§ The records
* * * * * * * * *

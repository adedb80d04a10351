#[cfg(test)]
mod tests {
    use crate::{
        classify, CellClassification, CellFlags, CellLayout, CellLayoutSelector, CollapsibleRow,
        PaneColumns, SelectorOptions, SourceRowMode,
    };
    use nbmerge_core::{ChangeCategory, Rect, Vec2};
    use nbmerge_model::{CellDiffModel, CellMergeUnit, DiffModel, OutputDiffModel, OutputItem};
    use serde_json::json;

    fn out(text: &str) -> OutputItem {
        OutputItem::new(json!({"output_type": "stream", "text": text}))
    }

    fn same_output(text: &str) -> OutputDiffModel {
        OutputDiffModel {
            base: Some(out(text)),
            value: Some(out(text)),
            unchanged: true,
        }
    }

    fn side(source: &str) -> CellDiffModel {
        CellDiffModel {
            unchanged: true,
            source: DiffModel::unchanged(source),
            metadata: DiffModel::unchanged("{}"),
            ..Default::default()
        }
    }

    fn unit(local: CellDiffModel, remote: CellDiffModel, merged: CellDiffModel) -> CellMergeUnit {
        CellMergeUnit::new(Some(local), Some(remote), merged).unwrap()
    }

    fn added(source: &str) -> CellDiffModel {
        CellDiffModel {
            added: true,
            unchanged: false,
            source: DiffModel::changed(None, Some(json!(source))),
            ..Default::default()
        }
    }

    fn deleted(source: &str) -> CellDiffModel {
        CellDiffModel {
            deleted: true,
            unchanged: false,
            source: DiffModel::changed(Some(json!(source)), None),
            ..Default::default()
        }
    }

    fn modified(base: &str, value: &str) -> CellDiffModel {
        CellDiffModel {
            unchanged: false,
            source: DiffModel::changed(Some(json!(base)), Some(json!(value))),
            metadata: DiffModel::unchanged("{}"),
            ..Default::default()
        }
    }

    fn selector() -> CellLayoutSelector {
        CellLayoutSelector::default()
    }

    // ──────────────────────────────────────────
    // Collapsed cells
    // ──────────────────────────────────────────

    #[test]
    fn unchanged_cell_collapses_without_category() {
        let layout = selector().select(&unit(side("x"), side("x"), side("x")));
        assert_eq!(
            layout,
            CellLayout::Collapsed {
                header: None,
                category: None
            }
        );
    }

    #[test]
    fn local_addition_is_oneway_local() {
        let layout = selector().select(&unit(added("x"), side("x"), added("x")));
        assert_eq!(
            layout,
            CellLayout::Collapsed {
                header: Some("Cell added locally"),
                category: Some(ChangeCategory::OnewayLocal),
            }
        );
    }

    #[test]
    fn remote_deletion_is_oneway_remote() {
        let layout = selector().select(&unit(side("x"), deleted("x"), deleted("x")));
        assert_eq!(
            layout,
            CellLayout::Collapsed {
                header: Some("Cell deleted remotely"),
                category: Some(ChangeCategory::OnewayRemote),
            }
        );
    }

    #[test]
    fn deletion_on_both_sides() {
        let layout = selector().select(&unit(deleted("x"), deleted("x"), deleted("x")));
        assert_eq!(
            layout,
            CellLayout::Collapsed {
                header: Some("Deleted on both sides"),
                category: Some(ChangeCategory::TwowayDeletion),
            }
        );
    }

    #[test]
    fn identical_additions_on_both_sides() {
        let layout = selector().select(&unit(added("y"), added("y"), added("y")));
        assert_eq!(
            layout,
            CellLayout::Collapsed {
                header: Some("Added on both sides"),
                category: Some(ChangeCategory::TwowayAddition),
            }
        );
    }

    #[test]
    fn differing_additions_need_four_way_view() {
        let layout = selector().select(&unit(added("a"), added("b"), added("a")));
        assert!(!layout.is_collapsed());
    }

    #[test]
    fn missing_sides_collapse_without_header() {
        let u = CellMergeUnit::new(None, None, added("z")).unwrap();
        assert_eq!(
            selector().select(&u),
            CellLayout::Collapsed {
                header: None,
                category: None
            }
        );
    }

    #[test]
    fn local_addition_collapses_whatever_remote_did() {
        let flags = CellFlags {
            has_local: true,
            has_remote: true,
            local_added: true,
            remote_added: false,
            remote_unchanged: false,
            ..CellFlags::default()
        };
        assert_eq!(
            classify(&flags),
            CellClassification::Collapsed {
                header: Some("Cell added locally"),
                category: Some(ChangeCategory::OnewayLocal),
            }
        );

        let layout = selector().select(&unit(added("n"), modified("a", "b"), added("n")));
        assert_eq!(
            layout,
            CellLayout::Collapsed {
                header: Some("Cell added locally"),
                category: Some(ChangeCategory::OnewayLocal),
            }
        );
    }

    #[test]
    fn remote_addition_against_modified_local_collapses() {
        let flags = CellFlags {
            has_local: true,
            has_remote: true,
            remote_added: true,
            ..CellFlags::default()
        };
        assert_eq!(
            classify(&flags),
            CellClassification::Collapsed {
                header: Some("Cell added remotely"),
                category: Some(ChangeCategory::OnewayRemote),
            }
        );
    }

    #[test]
    fn deletion_against_modification_is_not_one_sided() {
        let layout = selector().select(&unit(deleted("a"), modified("a", "b"), modified("a", "b")));
        assert!(!layout.is_collapsed());
    }

    // ──────────────────────────────────────────
    // Row plans
    // ──────────────────────────────────────────

    #[test]
    fn one_changed_output_expands_outputs_and_omits_metadata() {
        let mut local = side("x");
        local.unchanged = false;
        local.outputs = vec![
            same_output("1"),
            OutputDiffModel {
                base: Some(out("2")),
                value: Some(out("two")),
                unchanged: false,
            },
            same_output("3"),
        ];
        let mut remote = side("x");
        remote.outputs = vec![same_output("1"), same_output("2"), same_output("3")];
        let merged = local.clone();

        let layout = selector().select(&unit(local, remote, merged));
        let CellLayout::FourWay(plan) = layout else {
            panic!("expected four-way layout, got {layout:?}");
        };
        assert_eq!(plan.source, SourceRowMode::Collapsed);
        assert_eq!(plan.metadata, None);
        assert_eq!(
            plan.outputs,
            Some(CollapsibleRow {
                changed: true,
                expanded: true
            })
        );
    }

    #[test]
    fn changed_source_and_metadata_rows() {
        let mut local = modified("a", "b");
        local.metadata = DiffModel::changed(Some(json!({})), Some(json!({"tags": ["x"]})));
        let remote = modified("a", "c");
        let merged = modified("a", "b");

        let CellLayout::FourWay(plan) = selector().select(&unit(local, remote, merged)) else {
            panic!("expected four-way layout");
        };
        assert_eq!(plan.source, SourceRowMode::FourWay);
        assert_eq!(
            plan.metadata,
            Some(CollapsibleRow {
                changed: true,
                expanded: true
            })
        );
        assert_eq!(plan.outputs, None);
    }

    #[test]
    fn deleted_side_metadata_is_ignored() {
        let mut local = deleted("a");
        local.metadata = DiffModel::changed(Some(json!({"k": 1})), None);
        let remote = modified("a", "b");
        let merged = modified("a", "b");

        let CellLayout::FourWay(plan) = selector().select(&unit(local, remote, merged)) else {
            panic!("expected four-way layout");
        };
        assert_eq!(plan.metadata, None);
    }

    #[test]
    fn unchanged_nonempty_outputs_are_collapsed_by_default() {
        let mut local = modified("a", "b");
        local.outputs = vec![same_output("1")];
        let mut remote = modified("a", "c");
        remote.outputs = vec![same_output("1")];
        let mut merged = modified("a", "b");
        merged.outputs = vec![same_output("1")];
        let u = unit(local, remote, merged);

        let CellLayout::FourWay(plan) = selector().select(&u) else {
            panic!("expected four-way layout");
        };
        assert_eq!(
            plan.outputs,
            Some(CollapsibleRow {
                changed: false,
                expanded: false
            })
        );

        let eager = CellLayoutSelector::new(SelectorOptions {
            expand_unchanged_outputs: true,
        });
        let CellLayout::FourWay(plan) = eager.select(&u) else {
            panic!("expected four-way layout");
        };
        assert_eq!(plan.outputs.map(|r| r.expanded), Some(true));
    }

    #[test]
    fn selection_is_idempotent() {
        let u = unit(modified("a", "b"), modified("a", "c"), modified("a", "b"));
        let s = selector();
        assert_eq!(s.select(&u), s.select(&u));
    }

    #[test]
    fn classify_is_a_pure_function_of_flags() {
        for bits in 0u32..1024 {
            let bit = |n: u32| bits & (1 << n) != 0;
            let flags = CellFlags {
                has_local: bit(0),
                has_remote: bit(1),
                local_added: bit(2),
                local_deleted: bit(3),
                remote_added: bit(4),
                remote_deleted: bit(5),
                local_unchanged: bit(6),
                remote_unchanged: bit(7),
                both_unchanged: bit(8),
                identical_additions: bit(9),
            };
            let first = classify(&flags);
            assert_eq!(first, classify(&flags));
            if flags.both_unchanged && flags.has_local && flags.has_remote {
                assert!(matches!(first, CellClassification::Collapsed { .. }));
            }
        }
    }

    // ──────────────────────────────────────────
    // Pane geometry
    // ──────────────────────────────────────────

    #[test]
    fn panes_are_laid_out_side_by_side() {
        let columns = PaneColumns::new(Vec2::new(0.0, 10.0), 20.0, 1.0, 3.0);
        let panes = columns.compute_uniform(&[2, 0, 1]);
        assert_eq!(panes.len(), 3);
        assert_eq!(panes[0].rect, Rect::new(0.0, 10.0, 20.0, 9.0));
        assert_eq!(panes[1].rect.x, 21.0);
        assert_eq!(panes[2].rect.x, 42.0);
        assert_eq!(panes[0].items[1], Rect::new(0.0, 13.0, 20.0, 3.0));
        assert!(panes[1].items.is_empty());
        assert_eq!(columns.total_width(3), 62.0);
    }

    #[test]
    fn item_hit_testing() {
        let columns = PaneColumns::new(Vec2::new(0.0, 0.0), 20.0, 0.0, 2.0);
        let panes = columns.compute(&[vec![2.0, 4.0]]);
        assert_eq!(panes[0].item_at(Vec2::new(5.0, 1.0)), Some(0));
        assert_eq!(panes[0].item_at(Vec2::new(5.0, 2.0)), Some(1));
        assert_eq!(panes[0].item_at(Vec2::new(5.0, 5.9)), Some(1));
        // Trailing slot belongs to the pane but to no item.
        assert!(panes[0].rect.contains(Vec2::new(5.0, 7.0)));
        assert_eq!(panes[0].item_at(Vec2::new(5.0, 7.0)), None);
    }
}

* * * * * * * * *

§ Task goal
Could you state how many lines of the data include the word "CellDiffModel"? Only the number is needed.

§ Problem solution
10